• _PROVIDED RECORDS_
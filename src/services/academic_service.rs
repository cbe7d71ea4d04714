use crate::entities::{courses, programs, registrations, students};
use crate::error::{AppError, AppResult};
use crate::models::*;
use sea_orm::{
    ActiveModelTrait, ColumnTrait, DatabaseConnection, EntityTrait, IntoActiveModel,
    PaginatorTrait, QueryFilter, QueryOrder, Set,
};

#[derive(Clone)]
pub struct AcademicService {
    pool: DatabaseConnection,
}

impl AcademicService {
    pub fn new(pool: DatabaseConnection) -> Self {
        Self { pool }
    }

    // --- programs ---

    pub async fn list_programs(&self) -> AppResult<Vec<ProgramResponse>> {
        let programs = programs::Entity::find().all(&self.pool).await?;
        Ok(programs.into_iter().map(ProgramResponse::from).collect())
    }

    pub async fn create_program(&self, req: ProgramRequest) -> AppResult<ProgramResponse> {
        let program = programs::ActiveModel {
            name: Set(req.name),
            head: Set(req.head),
            ..Default::default()
        }
        .insert(&self.pool)
        .await?;
        Ok(ProgramResponse::from(program))
    }

    pub async fn get_program(&self, id: i64) -> AppResult<ProgramResponse> {
        Ok(ProgramResponse::from(self.find_program(id).await?))
    }

    pub async fn update_program(&self, id: i64, req: ProgramRequest) -> AppResult<ProgramResponse> {
        let program = self.find_program(id).await?;
        let mut model = program.into_active_model();
        model.name = Set(req.name);
        model.head = Set(req.head);
        Ok(ProgramResponse::from(model.update(&self.pool).await?))
    }

    pub async fn delete_program(&self, id: i64) -> AppResult<()> {
        let res = programs::Entity::delete_by_id(id).exec(&self.pool).await?;
        if res.rows_affected == 0 {
            return Err(AppError::NotFound(format!("Program {id} not found")));
        }
        Ok(())
    }

    pub async fn program_students(&self, id: i64) -> AppResult<ProgramStudentsResponse> {
        let program = self.find_program(id).await?;
        let students = students::Entity::find()
            .filter(students::Column::ProgramId.eq(id))
            .all(&self.pool)
            .await?;

        let students: Vec<StudentResponse> = students
            .into_iter()
            .map(|s| StudentResponse {
                id: s.id,
                name: s.name,
                student_number: s.student_number,
                program_id: s.program_id,
                program_name: program.name.clone(),
            })
            .collect();

        Ok(ProgramStudentsResponse {
            program: program.name,
            student_count: students.len() as u64,
            students,
        })
    }

    pub async fn program_courses(&self, id: i64) -> AppResult<ProgramCoursesResponse> {
        let program = self.find_program(id).await?;
        let courses = courses::Entity::find()
            .filter(courses::Column::ProgramId.eq(id))
            .all(&self.pool)
            .await?;

        let courses: Vec<CourseResponse> = courses
            .into_iter()
            .map(|c| CourseResponse {
                id: c.id,
                title: c.title,
                program_id: c.program_id,
                program_name: program.name.clone(),
                day: c.day,
                credits: c.credits,
            })
            .collect();

        Ok(ProgramCoursesResponse {
            program: program.name,
            course_count: courses.len() as u64,
            courses,
        })
    }

    // --- students ---

    pub async fn list_students(&self, query: &StudentQuery) -> AppResult<Vec<StudentResponse>> {
        let mut select = students::Entity::find();

        if let Some(program_id) = query.program_id {
            select = select.filter(students::Column::ProgramId.eq(program_id));
        }
        if let Some(name) = &query.name {
            select = select.filter(students::Column::Name.contains(name));
        }
        if let Some(number) = &query.student_number {
            select = select.filter(students::Column::StudentNumber.contains(number));
        }

        let rows = select
            .find_also_related(programs::Entity)
            .all(&self.pool)
            .await?;

        Ok(rows
            .into_iter()
            .map(|(s, p)| StudentResponse {
                id: s.id,
                name: s.name,
                student_number: s.student_number,
                program_id: s.program_id,
                program_name: p.map(|p| p.name).unwrap_or_default(),
            })
            .collect())
    }

    pub async fn create_student(&self, req: StudentRequest) -> AppResult<StudentResponse> {
        let program = self.find_program(req.program_id).await?;
        self.validate_student_number(&req.student_number)?;

        let insert = students::ActiveModel {
            name: Set(req.name),
            student_number: Set(req.student_number),
            program_id: Set(req.program_id),
            ..Default::default()
        }
        .insert(&self.pool)
        .await;

        let student = match insert {
            Ok(student) => student,
            Err(e) => {
                return Err(match e.sql_err() {
                    Some(sea_orm::SqlErr::UniqueConstraintViolation(_)) => {
                        AppError::Conflict("Student number already exists".to_string())
                    }
                    _ => e.into(),
                });
            }
        };

        Ok(StudentResponse {
            id: student.id,
            name: student.name,
            student_number: student.student_number,
            program_id: student.program_id,
            program_name: program.name,
        })
    }

    pub async fn get_student(&self, id: i64) -> AppResult<StudentDetailResponse> {
        let student = self.find_student(id).await?;
        let program = self.find_program(student.program_id).await?;
        let registrations = self.student_registration_rows(&student).await?;

        Ok(StudentDetailResponse {
            id: student.id,
            name: student.name,
            student_number: student.student_number,
            program: ProgramResponse::from(program),
            registrations,
        })
    }

    pub async fn update_student(&self, id: i64, req: StudentRequest) -> AppResult<StudentResponse> {
        let student = self.find_student(id).await?;
        let program = self.find_program(req.program_id).await?;
        self.validate_student_number(&req.student_number)?;

        let mut model = student.into_active_model();
        model.name = Set(req.name);
        model.student_number = Set(req.student_number);
        model.program_id = Set(req.program_id);
        let student = model.update(&self.pool).await?;

        Ok(StudentResponse {
            id: student.id,
            name: student.name,
            student_number: student.student_number,
            program_id: student.program_id,
            program_name: program.name,
        })
    }

    pub async fn delete_student(&self, id: i64) -> AppResult<()> {
        let res = students::Entity::delete_by_id(id).exec(&self.pool).await?;
        if res.rows_affected == 0 {
            return Err(AppError::NotFound(format!("Student {id} not found")));
        }
        Ok(())
    }

    /// Registrations of one student with the total course/credit rollup.
    pub async fn student_registrations(
        &self,
        id: i64,
    ) -> AppResult<StudentRegistrationsResponse> {
        let student = self.find_student(id).await?;
        let registrations = self.student_registration_rows(&student).await?;
        let total_credits = registrations
            .iter()
            .map(|r| r.course_credits as i64)
            .sum();

        Ok(StudentRegistrationsResponse {
            student: student.name,
            student_number: student.student_number,
            total_courses: registrations.len() as u64,
            total_credits,
            registrations,
        })
    }

    // --- courses ---

    pub async fn list_courses(&self, query: &CourseQuery) -> AppResult<Vec<CourseResponse>> {
        let mut select = courses::Entity::find();

        if let Some(program_id) = query.program_id {
            select = select.filter(courses::Column::ProgramId.eq(program_id));
        }
        if let Some(day) = query.day {
            select = select.filter(courses::Column::Day.eq(day));
        }
        if let Some(title) = &query.title {
            select = select.filter(courses::Column::Title.contains(title));
        }

        let rows = select
            .find_also_related(programs::Entity)
            .all(&self.pool)
            .await?;

        Ok(rows
            .into_iter()
            .map(|(c, p)| CourseResponse {
                id: c.id,
                title: c.title,
                program_id: c.program_id,
                program_name: p.map(|p| p.name).unwrap_or_default(),
                day: c.day,
                credits: c.credits,
            })
            .collect())
    }

    pub async fn create_course(&self, req: CourseRequest) -> AppResult<CourseResponse> {
        let program = self.find_program(req.program_id).await?;
        validate_credits(req.credits)?;

        let course = courses::ActiveModel {
            title: Set(req.title),
            program_id: Set(req.program_id),
            day: Set(req.day),
            credits: Set(req.credits),
            ..Default::default()
        }
        .insert(&self.pool)
        .await?;

        Ok(CourseResponse {
            id: course.id,
            title: course.title,
            program_id: course.program_id,
            program_name: program.name,
            day: course.day,
            credits: course.credits,
        })
    }

    pub async fn get_course(&self, id: i64) -> AppResult<CourseDetailResponse> {
        let course = self.find_course(id).await?;
        let program = self.find_program(course.program_id).await?;
        let student_count = registrations::Entity::find()
            .filter(registrations::Column::CourseId.eq(id))
            .count(&self.pool)
            .await?;

        Ok(CourseDetailResponse {
            id: course.id,
            title: course.title,
            program: ProgramResponse::from(program),
            day: course.day,
            credits: course.credits,
            student_count,
        })
    }

    pub async fn update_course(&self, id: i64, req: CourseRequest) -> AppResult<CourseResponse> {
        let course = self.find_course(id).await?;
        let program = self.find_program(req.program_id).await?;
        validate_credits(req.credits)?;

        let mut model = course.into_active_model();
        model.title = Set(req.title);
        model.program_id = Set(req.program_id);
        model.day = Set(req.day);
        model.credits = Set(req.credits);
        let course = model.update(&self.pool).await?;

        Ok(CourseResponse {
            id: course.id,
            title: course.title,
            program_id: course.program_id,
            program_name: program.name,
            day: course.day,
            credits: course.credits,
        })
    }

    pub async fn delete_course(&self, id: i64) -> AppResult<()> {
        let res = courses::Entity::delete_by_id(id).exec(&self.pool).await?;
        if res.rows_affected == 0 {
            return Err(AppError::NotFound(format!("Course {id} not found")));
        }
        Ok(())
    }

    pub async fn course_roster(&self, id: i64) -> AppResult<CourseRosterResponse> {
        let course = self.find_course(id).await?;

        let rows = registrations::Entity::find()
            .filter(registrations::Column::CourseId.eq(id))
            .find_also_related(students::Entity)
            .order_by_desc(registrations::Column::RegisteredAt)
            .all(&self.pool)
            .await?;

        let students: Vec<RosterEntry> = rows
            .into_iter()
            .filter_map(|(reg, student)| {
                student.map(|s| RosterEntry {
                    id: s.id,
                    name: s.name,
                    student_number: s.student_number,
                    registered_at: reg.registered_at,
                })
            })
            .collect();

        Ok(CourseRosterResponse {
            course: course.title,
            day: course.day,
            credits: course.credits,
            student_count: students.len() as u64,
            students,
        })
    }

    // --- helpers ---

    async fn find_program(&self, id: i64) -> AppResult<programs::Model> {
        programs::Entity::find_by_id(id)
            .one(&self.pool)
            .await?
            .ok_or_else(|| AppError::NotFound(format!("Program {id} not found")))
    }

    async fn find_student(&self, id: i64) -> AppResult<students::Model> {
        students::Entity::find_by_id(id)
            .one(&self.pool)
            .await?
            .ok_or_else(|| AppError::NotFound(format!("Student {id} not found")))
    }

    async fn find_course(&self, id: i64) -> AppResult<courses::Model> {
        courses::Entity::find_by_id(id)
            .one(&self.pool)
            .await?
            .ok_or_else(|| AppError::NotFound(format!("Course {id} not found")))
    }

    fn validate_student_number(&self, number: &str) -> AppResult<()> {
        if number.len() < 5 {
            return Err(AppError::ValidationError(
                "Student number must be at least 5 characters".to_string(),
            ));
        }
        Ok(())
    }

    async fn student_registration_rows(
        &self,
        student: &students::Model,
    ) -> AppResult<Vec<RegistrationResponse>> {
        let rows = registrations::Entity::find()
            .filter(registrations::Column::StudentId.eq(student.id))
            .find_also_related(courses::Entity)
            .order_by_desc(registrations::Column::RegisteredAt)
            .all(&self.pool)
            .await?;

        Ok(rows
            .into_iter()
            .filter_map(|(reg, course)| {
                course.map(|c| RegistrationResponse {
                    id: reg.id,
                    student_id: student.id,
                    student_name: student.name.clone(),
                    student_number: student.student_number.clone(),
                    course_id: c.id,
                    course_title: c.title,
                    course_day: c.day,
                    course_credits: c.credits,
                    registered_at: reg.registered_at,
                })
            })
            .collect())
    }
}

fn validate_credits(credits: i32) -> AppResult<()> {
    if !(1..=6).contains(&credits) {
        return Err(AppError::ValidationError(
            "Credits must be between 1 and 6".to_string(),
        ));
    }
    Ok(())
}

#[cfg(test)]
mod tests {
    use super::*;

    #[test]
    fn test_validate_credits() {
        assert!(validate_credits(1).is_ok());
        assert!(validate_credits(6).is_ok());
        assert!(validate_credits(0).is_err());
        assert!(validate_credits(7).is_err());
    }
}
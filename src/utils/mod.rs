pub mod jwt;
pub mod password;
pub mod permissions;

pub use jwt::*;
pub use password::*;
pub use permissions::{Action, can};
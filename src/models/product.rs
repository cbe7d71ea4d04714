use crate::entities::products;
use rust_decimal::Decimal;
use serde::{Deserialize, Serialize};
use utoipa::ToSchema;

#[derive(Debug, Serialize, Deserialize, ToSchema)]
pub struct ProductRequest {
    #[schema(example = "Mechanical keyboard")]
    pub name: String,
    pub description: String,
    #[schema(example = "49.99")]
    pub price: Decimal,
    #[schema(example = 25)]
    pub stock: i32,
}

#[derive(Debug, Default, Deserialize, ToSchema)]
pub struct ProductQuery {
    /// Case-insensitive substring match.
    pub name: Option<String>,
    pub page: Option<u64>,
    pub per_page: Option<u64>,
}

#[derive(Debug, Clone, Serialize, Deserialize, ToSchema)]
pub struct ProductResponse {
    pub id: i64,
    pub name: String,
    pub description: String,
    pub price: Decimal,
    pub stock: i32,
}

impl From<products::Model> for ProductResponse {
    fn from(p: products::Model) -> Self {
        Self {
            id: p.id,
            name: p.name,
            description: p.description,
            price: p.price,
            stock: p.stock,
        }
    }
}
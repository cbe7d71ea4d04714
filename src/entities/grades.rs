use chrono::{DateTime, Utc};
use sea_orm::entity::prelude::*;
use serde::{Deserialize, Serialize};

/// A grade a specific instructor gave a specific student. Both sides are
/// rows in `users`; role checks happen in the service layer.
#[derive(Clone, Debug, PartialEq, Eq, DeriveEntityModel, Serialize, Deserialize)]
#[sea_orm(table_name = "grades")]
pub struct Model {
    #[sea_orm(primary_key)]
    pub id: i64,
    pub student_id: i64,
    pub instructor_id: i64,
    pub course_name: String,
    pub grade: Decimal,
    pub semester: String,
    pub created_at: DateTime<Utc>,
    pub updated_at: DateTime<Utc>,
}

#[derive(Copy, Clone, Debug, EnumIter, DeriveRelation)]
pub enum Relation {
    #[sea_orm(
        belongs_to = "super::users::Entity",
        from = "Column::StudentId",
        to = "super::users::Column::Id",
        on_update = "NoAction",
        on_delete = "Cascade"
    )]
    Student,
    #[sea_orm(
        belongs_to = "super::users::Entity",
        from = "Column::InstructorId",
        to = "super::users::Column::Id",
        on_update = "NoAction",
        on_delete = "Cascade"
    )]
    Instructor,
}

impl ActiveModelBehavior for ActiveModel {}
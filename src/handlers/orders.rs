use actix_web::{HttpMessage, HttpRequest, HttpResponse, ResponseError, Result, web};

use crate::error::AppError;
use crate::middlewares::CurrentUser;
use crate::models::*;
use crate::services::OrderService;

fn current_user(req: &HttpRequest) -> Result<CurrentUser, AppError> {
    req.extensions()
        .get::<CurrentUser>()
        .copied()
        .ok_or_else(|| AppError::AuthError("Authentication required".to_string()))
}

#[utoipa::path(
    post,
    path = "/orders",
    tag = "store",
    security(("bearer_auth" = [])),
    request_body = CreateOrderRequest,
    responses(
        (status = 200, description = "Order placed from the cart; stock decremented, cart emptied", body = OrderResponse),
        (status = 400, description = "Empty cart or insufficient stock"),
        (status = 401, description = "Not authenticated")
    )
)]
pub async fn checkout(
    order_service: web::Data<OrderService>,
    req: HttpRequest,
    request: web::Json<CreateOrderRequest>,
) -> Result<HttpResponse> {
    let user = match current_user(&req) {
        Ok(user) => user,
        Err(e) => return Ok(e.error_response()),
    };

    match order_service.checkout(user.id, request.into_inner()).await {
        Ok(order) => Ok(HttpResponse::Ok().json(ApiResponse::success(order))),
        Err(e) => Ok(e.error_response()),
    }
}

#[utoipa::path(
    get,
    path = "/orders",
    tag = "store",
    security(("bearer_auth" = [])),
    params(
        ("page" = Option<u64>, Query, description = "Page number, 1-based"),
        ("per_page" = Option<u64>, Query, description = "Page size, capped at 100")
    ),
    responses((status = 200, description = "Current user's orders, newest first"))
)]
pub async fn list_orders(
    order_service: web::Data<OrderService>,
    req: HttpRequest,
    query: web::Query<OrderQuery>,
) -> Result<HttpResponse> {
    let user = match current_user(&req) {
        Ok(user) => user,
        Err(e) => return Ok(e.error_response()),
    };

    match order_service.list_orders(user.id, &query).await {
        Ok(orders) => Ok(HttpResponse::Ok().json(ApiResponse::success(orders))),
        Err(e) => Ok(e.error_response()),
    }
}

#[utoipa::path(
    get,
    path = "/orders/{id}",
    tag = "store",
    security(("bearer_auth" = [])),
    params(("id" = i64, Path, description = "Order id")),
    responses(
        (status = 200, description = "Order with item snapshots", body = OrderResponse),
        (status = 404, description = "Order not found or not yours")
    )
)]
pub async fn get_order(
    order_service: web::Data<OrderService>,
    req: HttpRequest,
    path: web::Path<i64>,
) -> Result<HttpResponse> {
    let user = match current_user(&req) {
        Ok(user) => user,
        Err(e) => return Ok(e.error_response()),
    };

    match order_service.get_order(user.id, path.into_inner()).await {
        Ok(order) => Ok(HttpResponse::Ok().json(ApiResponse::success(order))),
        Err(e) => Ok(e.error_response()),
    }
}

pub fn order_config(cfg: &mut web::ServiceConfig) {
    cfg.service(
        web::scope("/orders")
            .route("", web::post().to(checkout))
            .route("", web::get().to(list_orders))
            .route("/{id}", web::get().to(get_order)),
    );
}
mod common;

use campus_backend::entities::TransactionKind;
use campus_backend::error::AppError;
use campus_backend::models::*;
use campus_backend::services::AccountService;
use rust_decimal_macros::dec;

fn account_request(number: &str) -> AccountRequest {
    AccountRequest {
        branch_office: "Downtown Branch".to_string(),
        account_number: number.to_string(),
        holder_name: "Jane Holloway".to_string(),
        address: "12 Elm Street".to_string(),
    }
}

#[tokio::test]
async fn balance_is_derived_from_transactions() {
    let pool = common::setup().await;
    let service = AccountService::new(pool);

    let account = service
        .create_account(account_request("1023-4456-01"))
        .await
        .unwrap();
    assert_eq!(account.balance, dec!(0));

    service
        .create_transaction(
            account.id,
            CreateTransactionRequest {
                kind: TransactionKind::Credit,
                amount: dec!(100.00),
            },
        )
        .await
        .unwrap();
    service
        .create_transaction(
            account.id,
            CreateTransactionRequest {
                kind: TransactionKind::Debit,
                amount: dec!(30.00),
            },
        )
        .await
        .unwrap();

    let detail = service.get_account(account.id).await.unwrap();
    assert_eq!(detail.balance, dec!(70.00));
    assert_eq!(detail.transactions.len(), 2);

    let listed = service.list_accounts().await.unwrap();
    assert_eq!(listed.len(), 1);
    assert_eq!(listed[0].balance, dec!(70.00));
}

#[tokio::test]
async fn deleting_a_transaction_moves_the_balance() {
    let pool = common::setup().await;
    let service = AccountService::new(pool);

    let account = service
        .create_account(account_request("2000-0001-99"))
        .await
        .unwrap();
    let credit = service
        .create_transaction(
            account.id,
            CreateTransactionRequest {
                kind: TransactionKind::Credit,
                amount: dec!(250.00),
            },
        )
        .await
        .unwrap();
    let debit = service
        .create_transaction(
            account.id,
            CreateTransactionRequest {
                kind: TransactionKind::Debit,
                amount: dec!(40.00),
            },
        )
        .await
        .unwrap();
    assert_eq!(
        service.get_account(account.id).await.unwrap().balance,
        dec!(210.00)
    );

    service.delete_transaction(debit.id).await.unwrap();
    assert_eq!(
        service.get_account(account.id).await.unwrap().balance,
        dec!(250.00)
    );

    service.delete_transaction(credit.id).await.unwrap();
    assert_eq!(
        service.get_account(account.id).await.unwrap().balance,
        dec!(0)
    );
}

#[tokio::test]
async fn non_positive_amounts_are_rejected() {
    let pool = common::setup().await;
    let service = AccountService::new(pool);

    let account = service
        .create_account(account_request("3000-1111-22"))
        .await
        .unwrap();

    for amount in [dec!(0), dec!(-5.00)] {
        let err = service
            .create_transaction(
                account.id,
                CreateTransactionRequest {
                    kind: TransactionKind::Credit,
                    amount,
                },
            )
            .await
            .unwrap_err();
        assert!(matches!(err, AppError::ValidationError(_)));
    }

    assert!(
        service
            .get_account(account.id)
            .await
            .unwrap()
            .transactions
            .is_empty()
    );
}

#[tokio::test]
async fn deleting_an_account_removes_its_transactions() {
    let pool = common::setup().await;
    let service = AccountService::new(pool);

    let account = service
        .create_account(account_request("4000-2222-33"))
        .await
        .unwrap();
    service
        .create_transaction(
            account.id,
            CreateTransactionRequest {
                kind: TransactionKind::Credit,
                amount: dec!(10.00),
            },
        )
        .await
        .unwrap();

    service.delete_account(account.id).await.unwrap();

    let err = service.get_account(account.id).await.unwrap_err();
    assert!(matches!(err, AppError::NotFound(_)));
    let err = service.list_transactions(account.id).await.unwrap_err();
    assert!(matches!(err, AppError::NotFound(_)));
}

#[tokio::test]
async fn missing_account_returns_not_found() {
    let pool = common::setup().await;
    let service = AccountService::new(pool);

    let err = service.get_account(999).await.unwrap_err();
    assert!(matches!(err, AppError::NotFound(_)));
    let err = service
        .update_account(999, account_request("0000-0000-00"))
        .await
        .unwrap_err();
    assert!(matches!(err, AppError::NotFound(_)));
    let err = service.delete_account(999).await.unwrap_err();
    assert!(matches!(err, AppError::NotFound(_)));
}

• _EXERCISE GOAL_
Work out how many lines in this material include the word "ProductResponse", and reply with that number alone.

• _RESULT FOR THIS EXERCISE_
2